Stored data

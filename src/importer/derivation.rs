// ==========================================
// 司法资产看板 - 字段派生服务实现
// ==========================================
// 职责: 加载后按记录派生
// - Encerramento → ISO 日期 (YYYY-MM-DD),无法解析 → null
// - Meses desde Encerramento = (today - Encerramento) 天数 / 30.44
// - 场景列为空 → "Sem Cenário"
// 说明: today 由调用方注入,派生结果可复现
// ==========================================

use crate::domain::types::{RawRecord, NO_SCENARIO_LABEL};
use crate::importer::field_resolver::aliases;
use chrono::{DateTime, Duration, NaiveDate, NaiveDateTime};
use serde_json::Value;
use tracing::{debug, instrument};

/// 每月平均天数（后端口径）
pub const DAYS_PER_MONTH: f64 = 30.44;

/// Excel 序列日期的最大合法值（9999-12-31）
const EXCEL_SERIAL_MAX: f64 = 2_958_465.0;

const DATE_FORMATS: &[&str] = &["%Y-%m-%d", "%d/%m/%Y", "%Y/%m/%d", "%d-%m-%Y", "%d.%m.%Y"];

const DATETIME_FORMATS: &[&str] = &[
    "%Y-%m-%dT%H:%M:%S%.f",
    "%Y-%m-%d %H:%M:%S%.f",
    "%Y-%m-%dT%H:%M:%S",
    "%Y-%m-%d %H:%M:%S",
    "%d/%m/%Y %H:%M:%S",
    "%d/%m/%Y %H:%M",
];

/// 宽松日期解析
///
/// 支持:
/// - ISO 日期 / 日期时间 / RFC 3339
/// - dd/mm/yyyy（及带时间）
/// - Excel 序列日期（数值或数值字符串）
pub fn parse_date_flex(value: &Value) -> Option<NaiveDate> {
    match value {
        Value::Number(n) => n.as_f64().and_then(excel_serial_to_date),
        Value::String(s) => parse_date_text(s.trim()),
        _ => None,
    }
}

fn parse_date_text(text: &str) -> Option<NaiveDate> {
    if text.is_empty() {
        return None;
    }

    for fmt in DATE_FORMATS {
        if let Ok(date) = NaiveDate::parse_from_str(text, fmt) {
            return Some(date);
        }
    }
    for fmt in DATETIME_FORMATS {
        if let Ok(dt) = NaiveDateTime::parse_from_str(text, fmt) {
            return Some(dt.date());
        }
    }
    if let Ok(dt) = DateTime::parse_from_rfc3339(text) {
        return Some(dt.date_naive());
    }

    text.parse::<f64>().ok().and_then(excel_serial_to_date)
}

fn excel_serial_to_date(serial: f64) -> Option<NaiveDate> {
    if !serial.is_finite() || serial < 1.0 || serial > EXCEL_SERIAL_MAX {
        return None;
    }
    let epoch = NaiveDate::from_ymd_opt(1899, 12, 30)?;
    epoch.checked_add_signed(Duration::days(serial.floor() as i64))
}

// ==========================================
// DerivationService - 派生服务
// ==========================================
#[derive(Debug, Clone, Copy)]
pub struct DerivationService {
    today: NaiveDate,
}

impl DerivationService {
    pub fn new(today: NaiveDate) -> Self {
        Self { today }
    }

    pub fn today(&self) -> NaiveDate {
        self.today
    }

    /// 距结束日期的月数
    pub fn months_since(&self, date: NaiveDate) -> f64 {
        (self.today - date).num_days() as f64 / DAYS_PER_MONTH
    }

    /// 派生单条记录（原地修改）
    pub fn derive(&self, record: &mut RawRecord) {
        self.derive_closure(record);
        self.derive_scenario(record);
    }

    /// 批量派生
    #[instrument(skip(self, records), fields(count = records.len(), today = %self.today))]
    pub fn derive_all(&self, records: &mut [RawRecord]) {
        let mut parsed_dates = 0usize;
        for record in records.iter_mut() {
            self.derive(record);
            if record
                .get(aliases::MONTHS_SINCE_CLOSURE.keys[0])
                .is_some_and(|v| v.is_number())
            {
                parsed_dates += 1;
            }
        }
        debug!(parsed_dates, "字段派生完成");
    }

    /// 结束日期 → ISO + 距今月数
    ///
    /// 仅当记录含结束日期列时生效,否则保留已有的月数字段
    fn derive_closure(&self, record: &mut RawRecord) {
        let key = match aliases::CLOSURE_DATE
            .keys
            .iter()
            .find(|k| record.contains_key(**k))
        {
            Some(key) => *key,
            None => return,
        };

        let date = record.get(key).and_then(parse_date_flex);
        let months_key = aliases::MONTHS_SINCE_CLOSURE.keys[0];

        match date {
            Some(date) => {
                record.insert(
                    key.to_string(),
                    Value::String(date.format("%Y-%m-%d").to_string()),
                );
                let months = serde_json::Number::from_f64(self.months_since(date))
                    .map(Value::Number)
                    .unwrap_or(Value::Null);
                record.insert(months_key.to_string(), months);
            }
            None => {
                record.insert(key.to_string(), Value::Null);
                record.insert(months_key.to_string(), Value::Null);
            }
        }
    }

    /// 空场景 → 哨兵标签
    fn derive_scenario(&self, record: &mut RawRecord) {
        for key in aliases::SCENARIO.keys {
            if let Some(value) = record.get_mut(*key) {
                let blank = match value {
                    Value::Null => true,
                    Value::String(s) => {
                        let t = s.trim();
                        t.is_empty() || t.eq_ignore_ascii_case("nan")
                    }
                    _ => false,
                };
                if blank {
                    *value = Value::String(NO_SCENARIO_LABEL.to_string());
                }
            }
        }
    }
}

...

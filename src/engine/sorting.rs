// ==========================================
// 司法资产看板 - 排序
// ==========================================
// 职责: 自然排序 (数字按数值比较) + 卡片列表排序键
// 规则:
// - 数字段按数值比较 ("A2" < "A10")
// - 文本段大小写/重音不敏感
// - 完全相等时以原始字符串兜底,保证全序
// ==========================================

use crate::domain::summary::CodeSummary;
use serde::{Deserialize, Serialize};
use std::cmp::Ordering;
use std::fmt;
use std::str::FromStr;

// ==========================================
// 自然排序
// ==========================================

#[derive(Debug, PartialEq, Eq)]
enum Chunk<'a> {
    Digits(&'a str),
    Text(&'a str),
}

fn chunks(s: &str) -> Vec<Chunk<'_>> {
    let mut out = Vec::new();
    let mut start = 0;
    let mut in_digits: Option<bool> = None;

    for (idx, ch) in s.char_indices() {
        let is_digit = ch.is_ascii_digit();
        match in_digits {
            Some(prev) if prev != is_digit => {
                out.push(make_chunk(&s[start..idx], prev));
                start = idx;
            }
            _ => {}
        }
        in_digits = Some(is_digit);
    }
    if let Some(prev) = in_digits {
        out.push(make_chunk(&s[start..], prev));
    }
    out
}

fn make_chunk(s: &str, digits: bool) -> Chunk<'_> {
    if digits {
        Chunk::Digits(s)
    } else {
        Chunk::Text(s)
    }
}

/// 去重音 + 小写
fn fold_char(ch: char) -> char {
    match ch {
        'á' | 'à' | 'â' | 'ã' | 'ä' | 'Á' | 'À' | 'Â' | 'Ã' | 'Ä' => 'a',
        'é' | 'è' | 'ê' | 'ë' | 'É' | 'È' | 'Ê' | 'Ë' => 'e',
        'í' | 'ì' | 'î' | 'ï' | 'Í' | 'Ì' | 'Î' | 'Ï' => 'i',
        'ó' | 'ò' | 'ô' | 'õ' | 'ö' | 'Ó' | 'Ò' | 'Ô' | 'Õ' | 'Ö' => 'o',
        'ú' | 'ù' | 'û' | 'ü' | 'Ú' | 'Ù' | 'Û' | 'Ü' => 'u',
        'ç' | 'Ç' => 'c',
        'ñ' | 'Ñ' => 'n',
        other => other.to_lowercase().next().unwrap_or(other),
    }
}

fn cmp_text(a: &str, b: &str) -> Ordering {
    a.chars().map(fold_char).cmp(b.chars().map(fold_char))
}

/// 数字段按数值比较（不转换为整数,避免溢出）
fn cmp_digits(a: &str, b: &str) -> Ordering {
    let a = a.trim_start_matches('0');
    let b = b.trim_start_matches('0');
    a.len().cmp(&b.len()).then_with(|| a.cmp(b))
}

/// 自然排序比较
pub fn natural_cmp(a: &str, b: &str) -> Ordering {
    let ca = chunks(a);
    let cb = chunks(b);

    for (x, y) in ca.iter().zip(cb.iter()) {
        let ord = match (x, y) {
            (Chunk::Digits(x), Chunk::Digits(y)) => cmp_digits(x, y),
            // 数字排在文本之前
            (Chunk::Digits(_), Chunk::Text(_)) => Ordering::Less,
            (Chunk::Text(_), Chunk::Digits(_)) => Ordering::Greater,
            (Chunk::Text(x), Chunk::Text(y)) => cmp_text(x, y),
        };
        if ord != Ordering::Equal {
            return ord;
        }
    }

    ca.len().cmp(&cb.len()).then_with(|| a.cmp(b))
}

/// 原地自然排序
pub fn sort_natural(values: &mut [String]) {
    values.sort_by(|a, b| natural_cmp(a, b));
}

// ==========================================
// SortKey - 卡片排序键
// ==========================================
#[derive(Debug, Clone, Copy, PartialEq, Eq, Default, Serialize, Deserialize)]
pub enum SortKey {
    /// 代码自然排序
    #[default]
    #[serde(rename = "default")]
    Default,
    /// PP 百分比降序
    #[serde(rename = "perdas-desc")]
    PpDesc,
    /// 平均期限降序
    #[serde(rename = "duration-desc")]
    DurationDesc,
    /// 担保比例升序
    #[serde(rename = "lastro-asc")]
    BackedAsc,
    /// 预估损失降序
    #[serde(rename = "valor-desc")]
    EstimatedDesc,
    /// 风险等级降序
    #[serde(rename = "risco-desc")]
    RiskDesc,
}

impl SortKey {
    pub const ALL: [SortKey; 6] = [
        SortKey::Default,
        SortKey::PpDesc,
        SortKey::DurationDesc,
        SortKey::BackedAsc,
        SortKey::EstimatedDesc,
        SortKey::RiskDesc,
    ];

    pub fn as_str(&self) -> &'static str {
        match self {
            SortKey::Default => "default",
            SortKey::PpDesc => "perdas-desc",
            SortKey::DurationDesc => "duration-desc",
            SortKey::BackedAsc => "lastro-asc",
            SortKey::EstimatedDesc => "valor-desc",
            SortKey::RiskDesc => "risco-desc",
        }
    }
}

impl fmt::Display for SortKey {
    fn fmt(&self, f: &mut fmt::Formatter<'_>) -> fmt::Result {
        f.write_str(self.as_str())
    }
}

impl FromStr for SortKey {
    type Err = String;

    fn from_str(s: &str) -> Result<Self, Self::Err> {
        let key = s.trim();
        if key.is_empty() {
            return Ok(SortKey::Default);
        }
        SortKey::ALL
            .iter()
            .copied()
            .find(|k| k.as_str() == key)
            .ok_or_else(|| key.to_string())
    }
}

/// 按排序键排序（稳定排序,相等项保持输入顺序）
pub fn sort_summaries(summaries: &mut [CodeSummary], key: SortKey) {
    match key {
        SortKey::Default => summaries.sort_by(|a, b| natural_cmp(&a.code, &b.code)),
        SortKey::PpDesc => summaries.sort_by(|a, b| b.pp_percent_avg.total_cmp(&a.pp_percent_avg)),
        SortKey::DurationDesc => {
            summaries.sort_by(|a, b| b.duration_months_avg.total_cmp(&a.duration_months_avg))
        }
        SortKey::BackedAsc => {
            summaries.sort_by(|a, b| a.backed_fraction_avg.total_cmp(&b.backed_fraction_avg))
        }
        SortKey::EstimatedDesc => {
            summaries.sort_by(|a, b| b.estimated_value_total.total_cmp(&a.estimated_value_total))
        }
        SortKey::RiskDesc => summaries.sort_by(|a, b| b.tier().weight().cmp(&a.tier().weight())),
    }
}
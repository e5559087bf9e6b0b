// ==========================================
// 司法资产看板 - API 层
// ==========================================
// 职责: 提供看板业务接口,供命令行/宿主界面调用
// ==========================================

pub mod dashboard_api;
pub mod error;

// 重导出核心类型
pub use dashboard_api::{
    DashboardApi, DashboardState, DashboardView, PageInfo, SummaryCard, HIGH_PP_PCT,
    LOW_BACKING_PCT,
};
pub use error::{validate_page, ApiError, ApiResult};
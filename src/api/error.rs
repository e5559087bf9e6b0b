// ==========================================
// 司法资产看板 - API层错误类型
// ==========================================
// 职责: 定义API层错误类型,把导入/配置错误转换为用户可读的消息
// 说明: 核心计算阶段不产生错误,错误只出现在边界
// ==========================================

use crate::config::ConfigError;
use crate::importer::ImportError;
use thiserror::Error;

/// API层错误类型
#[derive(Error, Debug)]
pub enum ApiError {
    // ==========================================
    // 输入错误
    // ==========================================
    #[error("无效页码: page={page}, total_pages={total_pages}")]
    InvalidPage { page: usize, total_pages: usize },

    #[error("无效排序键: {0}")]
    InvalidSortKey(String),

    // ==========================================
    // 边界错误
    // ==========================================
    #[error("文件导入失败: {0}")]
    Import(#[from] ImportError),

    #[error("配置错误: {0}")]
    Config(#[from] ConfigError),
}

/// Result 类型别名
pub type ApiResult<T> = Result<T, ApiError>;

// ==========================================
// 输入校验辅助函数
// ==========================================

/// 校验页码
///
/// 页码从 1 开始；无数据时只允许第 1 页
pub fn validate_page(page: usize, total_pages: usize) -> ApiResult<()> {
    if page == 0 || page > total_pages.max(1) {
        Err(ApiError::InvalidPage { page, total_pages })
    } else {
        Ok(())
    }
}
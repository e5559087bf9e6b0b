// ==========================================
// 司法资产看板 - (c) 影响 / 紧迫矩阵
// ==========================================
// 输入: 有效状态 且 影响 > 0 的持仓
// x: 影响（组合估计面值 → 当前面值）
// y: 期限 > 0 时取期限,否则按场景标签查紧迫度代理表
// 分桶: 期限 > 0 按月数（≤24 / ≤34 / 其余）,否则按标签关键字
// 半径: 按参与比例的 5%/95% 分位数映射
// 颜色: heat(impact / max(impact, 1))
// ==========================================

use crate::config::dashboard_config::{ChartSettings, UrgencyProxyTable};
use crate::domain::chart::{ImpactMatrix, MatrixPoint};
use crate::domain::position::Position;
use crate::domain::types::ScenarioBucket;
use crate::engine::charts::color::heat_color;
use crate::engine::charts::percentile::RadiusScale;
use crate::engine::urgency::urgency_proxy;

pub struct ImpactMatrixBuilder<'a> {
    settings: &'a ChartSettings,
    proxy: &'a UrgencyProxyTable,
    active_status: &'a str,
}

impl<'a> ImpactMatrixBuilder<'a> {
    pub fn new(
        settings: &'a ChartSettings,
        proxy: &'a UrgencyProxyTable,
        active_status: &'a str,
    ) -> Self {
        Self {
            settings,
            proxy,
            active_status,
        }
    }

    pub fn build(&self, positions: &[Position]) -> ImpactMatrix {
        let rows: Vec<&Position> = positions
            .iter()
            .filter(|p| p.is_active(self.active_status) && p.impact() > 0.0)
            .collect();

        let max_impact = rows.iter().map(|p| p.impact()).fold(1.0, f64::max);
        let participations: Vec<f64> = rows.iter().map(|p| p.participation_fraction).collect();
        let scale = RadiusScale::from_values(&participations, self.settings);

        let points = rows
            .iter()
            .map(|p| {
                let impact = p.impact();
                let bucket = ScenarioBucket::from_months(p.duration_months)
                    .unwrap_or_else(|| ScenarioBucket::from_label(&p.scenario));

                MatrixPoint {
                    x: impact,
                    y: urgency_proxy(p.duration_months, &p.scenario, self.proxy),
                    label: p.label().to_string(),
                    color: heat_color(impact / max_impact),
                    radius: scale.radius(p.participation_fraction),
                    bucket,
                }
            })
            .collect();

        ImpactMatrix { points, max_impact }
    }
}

* * *

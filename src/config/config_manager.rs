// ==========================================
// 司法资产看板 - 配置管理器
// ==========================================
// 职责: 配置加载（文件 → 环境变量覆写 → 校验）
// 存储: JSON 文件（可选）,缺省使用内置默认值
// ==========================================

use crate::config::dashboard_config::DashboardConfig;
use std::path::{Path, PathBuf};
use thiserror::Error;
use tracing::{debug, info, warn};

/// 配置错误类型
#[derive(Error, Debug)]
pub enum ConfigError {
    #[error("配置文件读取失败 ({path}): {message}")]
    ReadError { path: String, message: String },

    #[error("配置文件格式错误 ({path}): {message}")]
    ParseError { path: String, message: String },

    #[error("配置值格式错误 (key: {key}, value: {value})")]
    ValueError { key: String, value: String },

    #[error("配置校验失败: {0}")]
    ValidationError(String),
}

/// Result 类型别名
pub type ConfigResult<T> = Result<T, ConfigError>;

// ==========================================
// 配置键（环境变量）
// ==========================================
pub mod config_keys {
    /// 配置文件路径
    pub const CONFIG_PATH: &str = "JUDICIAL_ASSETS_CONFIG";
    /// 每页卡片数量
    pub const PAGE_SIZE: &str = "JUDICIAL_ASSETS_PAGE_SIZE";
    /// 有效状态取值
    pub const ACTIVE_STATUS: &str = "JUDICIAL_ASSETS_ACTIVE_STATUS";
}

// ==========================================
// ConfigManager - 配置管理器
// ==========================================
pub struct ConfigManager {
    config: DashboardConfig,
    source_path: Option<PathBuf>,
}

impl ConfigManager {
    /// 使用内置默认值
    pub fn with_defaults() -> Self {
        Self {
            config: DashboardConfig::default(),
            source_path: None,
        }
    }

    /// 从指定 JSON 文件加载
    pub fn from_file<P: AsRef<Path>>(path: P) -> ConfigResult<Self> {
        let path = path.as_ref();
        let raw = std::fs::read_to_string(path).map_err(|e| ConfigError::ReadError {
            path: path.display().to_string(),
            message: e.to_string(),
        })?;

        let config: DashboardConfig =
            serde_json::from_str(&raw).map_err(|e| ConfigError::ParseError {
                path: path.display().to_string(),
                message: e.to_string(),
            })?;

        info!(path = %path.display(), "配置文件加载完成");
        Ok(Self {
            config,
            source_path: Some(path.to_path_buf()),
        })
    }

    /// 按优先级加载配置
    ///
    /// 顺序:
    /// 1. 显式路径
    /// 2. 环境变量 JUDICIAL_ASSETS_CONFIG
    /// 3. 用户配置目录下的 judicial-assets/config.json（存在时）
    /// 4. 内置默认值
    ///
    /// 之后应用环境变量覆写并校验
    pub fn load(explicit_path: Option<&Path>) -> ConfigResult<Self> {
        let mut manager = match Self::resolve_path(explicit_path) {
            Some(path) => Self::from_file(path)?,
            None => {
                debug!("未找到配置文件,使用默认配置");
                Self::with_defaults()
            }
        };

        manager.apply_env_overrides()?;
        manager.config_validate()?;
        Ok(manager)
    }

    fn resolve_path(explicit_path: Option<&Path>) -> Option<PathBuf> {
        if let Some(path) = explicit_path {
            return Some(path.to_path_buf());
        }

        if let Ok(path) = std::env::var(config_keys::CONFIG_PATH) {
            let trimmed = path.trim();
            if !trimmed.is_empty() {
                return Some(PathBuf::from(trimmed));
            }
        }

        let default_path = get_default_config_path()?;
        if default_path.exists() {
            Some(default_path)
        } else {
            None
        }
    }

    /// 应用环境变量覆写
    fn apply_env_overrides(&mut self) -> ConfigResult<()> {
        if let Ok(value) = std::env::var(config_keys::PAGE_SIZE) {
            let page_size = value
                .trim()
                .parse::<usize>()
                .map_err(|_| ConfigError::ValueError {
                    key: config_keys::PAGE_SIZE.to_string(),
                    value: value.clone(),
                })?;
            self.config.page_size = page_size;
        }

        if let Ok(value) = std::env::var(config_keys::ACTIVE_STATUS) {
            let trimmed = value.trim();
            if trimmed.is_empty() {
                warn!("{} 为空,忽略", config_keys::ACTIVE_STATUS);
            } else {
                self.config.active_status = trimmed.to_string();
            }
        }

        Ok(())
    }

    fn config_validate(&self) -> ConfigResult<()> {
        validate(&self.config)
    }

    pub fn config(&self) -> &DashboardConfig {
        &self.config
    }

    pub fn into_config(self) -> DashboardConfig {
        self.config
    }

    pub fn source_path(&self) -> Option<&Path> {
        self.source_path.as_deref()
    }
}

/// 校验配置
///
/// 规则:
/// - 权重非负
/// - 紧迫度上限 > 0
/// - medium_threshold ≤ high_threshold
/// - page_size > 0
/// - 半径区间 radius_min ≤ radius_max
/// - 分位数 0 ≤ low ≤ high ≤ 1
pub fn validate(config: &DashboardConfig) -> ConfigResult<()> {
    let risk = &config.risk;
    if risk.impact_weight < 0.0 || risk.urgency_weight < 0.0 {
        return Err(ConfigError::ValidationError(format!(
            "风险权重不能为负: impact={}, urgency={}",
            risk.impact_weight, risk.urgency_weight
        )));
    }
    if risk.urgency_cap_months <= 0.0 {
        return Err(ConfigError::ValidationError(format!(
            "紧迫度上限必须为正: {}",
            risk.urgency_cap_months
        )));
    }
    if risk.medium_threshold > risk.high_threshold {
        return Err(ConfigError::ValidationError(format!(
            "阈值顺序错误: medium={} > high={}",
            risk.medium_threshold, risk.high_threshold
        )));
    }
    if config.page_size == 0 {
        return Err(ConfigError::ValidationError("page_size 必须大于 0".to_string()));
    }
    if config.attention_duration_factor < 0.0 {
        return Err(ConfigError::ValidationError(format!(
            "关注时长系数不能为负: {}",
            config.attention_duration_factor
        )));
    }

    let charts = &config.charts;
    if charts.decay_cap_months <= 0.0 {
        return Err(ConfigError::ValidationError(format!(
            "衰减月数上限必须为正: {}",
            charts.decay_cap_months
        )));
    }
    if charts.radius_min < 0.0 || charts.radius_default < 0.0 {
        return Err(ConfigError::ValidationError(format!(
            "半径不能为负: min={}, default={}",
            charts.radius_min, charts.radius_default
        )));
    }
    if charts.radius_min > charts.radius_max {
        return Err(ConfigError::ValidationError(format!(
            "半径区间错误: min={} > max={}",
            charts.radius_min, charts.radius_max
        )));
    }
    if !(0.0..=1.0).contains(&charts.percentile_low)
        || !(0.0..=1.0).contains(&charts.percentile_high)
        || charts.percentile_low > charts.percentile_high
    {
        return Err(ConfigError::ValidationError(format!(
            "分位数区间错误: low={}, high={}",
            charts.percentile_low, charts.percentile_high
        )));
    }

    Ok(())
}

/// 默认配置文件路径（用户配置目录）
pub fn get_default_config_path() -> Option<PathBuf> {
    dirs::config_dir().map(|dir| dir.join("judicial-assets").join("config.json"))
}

What needs to be done
Go through the records and copy each line with "ScenarioBucket" in it.

Answer to this exercise
use crate::domain::types::ScenarioBucket;
                let bucket = ScenarioBucket::from_months(p.duration_months)
                    .unwrap_or_else(|| ScenarioBucket::from_label(&p.scenario));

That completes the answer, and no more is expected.